--- What is expected ---
Your answer should be every line with the word "layer", copied from the data below.
══ Dataset records
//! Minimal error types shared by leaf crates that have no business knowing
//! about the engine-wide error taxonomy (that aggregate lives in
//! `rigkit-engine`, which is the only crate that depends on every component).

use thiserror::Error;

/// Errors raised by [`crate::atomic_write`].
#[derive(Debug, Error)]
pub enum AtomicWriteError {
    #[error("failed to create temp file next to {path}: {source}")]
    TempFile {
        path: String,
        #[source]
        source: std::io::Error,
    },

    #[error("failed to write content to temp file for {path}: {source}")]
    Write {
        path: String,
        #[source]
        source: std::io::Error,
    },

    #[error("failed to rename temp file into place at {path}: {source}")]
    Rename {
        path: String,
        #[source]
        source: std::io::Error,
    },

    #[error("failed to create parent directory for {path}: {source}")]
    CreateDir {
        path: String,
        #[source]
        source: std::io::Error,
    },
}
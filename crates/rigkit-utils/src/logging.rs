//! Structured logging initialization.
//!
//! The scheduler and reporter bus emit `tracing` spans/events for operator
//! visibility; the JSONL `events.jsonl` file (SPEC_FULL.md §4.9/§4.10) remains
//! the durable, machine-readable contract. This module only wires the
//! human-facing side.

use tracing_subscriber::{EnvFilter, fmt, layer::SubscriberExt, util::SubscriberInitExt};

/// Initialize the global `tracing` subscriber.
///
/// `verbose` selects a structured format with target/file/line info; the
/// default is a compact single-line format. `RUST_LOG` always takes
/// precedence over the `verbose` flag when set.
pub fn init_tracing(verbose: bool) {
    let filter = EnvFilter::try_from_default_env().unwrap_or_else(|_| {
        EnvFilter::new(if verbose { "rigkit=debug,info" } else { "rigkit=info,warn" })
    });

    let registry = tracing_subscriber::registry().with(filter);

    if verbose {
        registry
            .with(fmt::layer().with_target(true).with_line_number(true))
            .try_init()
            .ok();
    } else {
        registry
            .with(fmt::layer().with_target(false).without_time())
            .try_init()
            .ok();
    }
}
════
══ Dataset records
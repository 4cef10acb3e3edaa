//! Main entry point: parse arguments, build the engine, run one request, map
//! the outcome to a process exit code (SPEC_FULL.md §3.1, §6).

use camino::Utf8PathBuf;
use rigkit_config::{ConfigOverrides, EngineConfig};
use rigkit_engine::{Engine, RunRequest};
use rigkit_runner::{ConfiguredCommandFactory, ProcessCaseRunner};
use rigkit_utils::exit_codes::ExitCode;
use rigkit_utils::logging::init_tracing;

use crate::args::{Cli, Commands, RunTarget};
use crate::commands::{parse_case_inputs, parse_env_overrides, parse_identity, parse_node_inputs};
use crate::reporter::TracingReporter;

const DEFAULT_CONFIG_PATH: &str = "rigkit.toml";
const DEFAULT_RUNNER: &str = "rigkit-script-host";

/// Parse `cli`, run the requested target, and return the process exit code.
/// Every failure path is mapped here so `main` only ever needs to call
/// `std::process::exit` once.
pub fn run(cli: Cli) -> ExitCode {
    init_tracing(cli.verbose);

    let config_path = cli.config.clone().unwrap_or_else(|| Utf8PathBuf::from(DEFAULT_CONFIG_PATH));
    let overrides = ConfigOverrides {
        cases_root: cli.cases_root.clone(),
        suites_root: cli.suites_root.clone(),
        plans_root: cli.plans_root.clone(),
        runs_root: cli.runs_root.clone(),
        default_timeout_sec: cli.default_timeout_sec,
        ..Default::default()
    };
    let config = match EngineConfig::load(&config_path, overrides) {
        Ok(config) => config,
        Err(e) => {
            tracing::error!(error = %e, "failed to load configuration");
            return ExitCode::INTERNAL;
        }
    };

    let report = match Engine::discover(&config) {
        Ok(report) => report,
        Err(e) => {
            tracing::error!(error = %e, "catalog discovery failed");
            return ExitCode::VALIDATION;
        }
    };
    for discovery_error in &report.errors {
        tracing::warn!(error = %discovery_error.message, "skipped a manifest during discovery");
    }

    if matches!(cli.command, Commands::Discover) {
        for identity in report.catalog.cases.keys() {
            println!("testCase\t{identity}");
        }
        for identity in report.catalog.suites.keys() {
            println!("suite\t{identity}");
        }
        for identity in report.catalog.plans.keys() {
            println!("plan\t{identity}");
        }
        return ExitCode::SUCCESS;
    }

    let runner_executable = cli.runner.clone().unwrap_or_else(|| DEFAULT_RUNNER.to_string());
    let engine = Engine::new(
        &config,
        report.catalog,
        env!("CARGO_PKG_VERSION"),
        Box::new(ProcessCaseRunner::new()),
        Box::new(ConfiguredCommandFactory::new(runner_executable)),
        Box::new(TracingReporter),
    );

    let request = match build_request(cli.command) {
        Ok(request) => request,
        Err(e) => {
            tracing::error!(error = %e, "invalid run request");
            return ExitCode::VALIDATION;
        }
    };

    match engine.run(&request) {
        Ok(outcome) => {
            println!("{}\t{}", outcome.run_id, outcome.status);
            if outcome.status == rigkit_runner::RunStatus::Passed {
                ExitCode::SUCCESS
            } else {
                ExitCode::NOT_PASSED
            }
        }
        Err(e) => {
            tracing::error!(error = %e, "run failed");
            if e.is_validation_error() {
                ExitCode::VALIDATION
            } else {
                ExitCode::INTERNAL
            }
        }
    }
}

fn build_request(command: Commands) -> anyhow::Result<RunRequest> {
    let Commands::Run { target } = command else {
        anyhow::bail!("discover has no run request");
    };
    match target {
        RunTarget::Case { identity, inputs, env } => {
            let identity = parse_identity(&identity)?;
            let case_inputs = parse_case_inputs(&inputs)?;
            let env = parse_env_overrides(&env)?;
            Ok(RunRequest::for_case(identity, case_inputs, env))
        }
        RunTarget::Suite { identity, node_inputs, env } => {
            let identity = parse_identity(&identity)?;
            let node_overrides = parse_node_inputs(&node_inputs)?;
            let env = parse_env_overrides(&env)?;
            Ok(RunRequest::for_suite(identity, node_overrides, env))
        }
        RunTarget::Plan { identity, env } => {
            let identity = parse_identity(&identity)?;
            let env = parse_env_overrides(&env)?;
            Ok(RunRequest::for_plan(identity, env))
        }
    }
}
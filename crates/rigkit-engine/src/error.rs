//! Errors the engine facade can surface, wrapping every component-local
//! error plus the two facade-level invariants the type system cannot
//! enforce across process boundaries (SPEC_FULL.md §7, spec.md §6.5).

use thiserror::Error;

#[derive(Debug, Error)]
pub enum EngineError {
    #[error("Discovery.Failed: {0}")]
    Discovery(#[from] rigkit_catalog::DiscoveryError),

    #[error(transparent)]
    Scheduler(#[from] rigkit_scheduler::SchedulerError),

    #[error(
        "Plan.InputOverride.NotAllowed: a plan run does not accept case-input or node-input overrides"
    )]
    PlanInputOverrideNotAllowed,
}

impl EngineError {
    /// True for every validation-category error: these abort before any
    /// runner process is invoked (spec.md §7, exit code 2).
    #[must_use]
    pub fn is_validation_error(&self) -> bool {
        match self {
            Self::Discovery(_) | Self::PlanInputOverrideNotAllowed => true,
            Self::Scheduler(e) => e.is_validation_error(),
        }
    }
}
════
--- Response area ---
use tracing_subscriber::{EnvFilter, fmt, layer::SubscriberExt, util::SubscriberInitExt};
            .with(fmt::layer().with_target(true).with_line_number(true))
            .with(fmt::layer().with_target(false).without_time())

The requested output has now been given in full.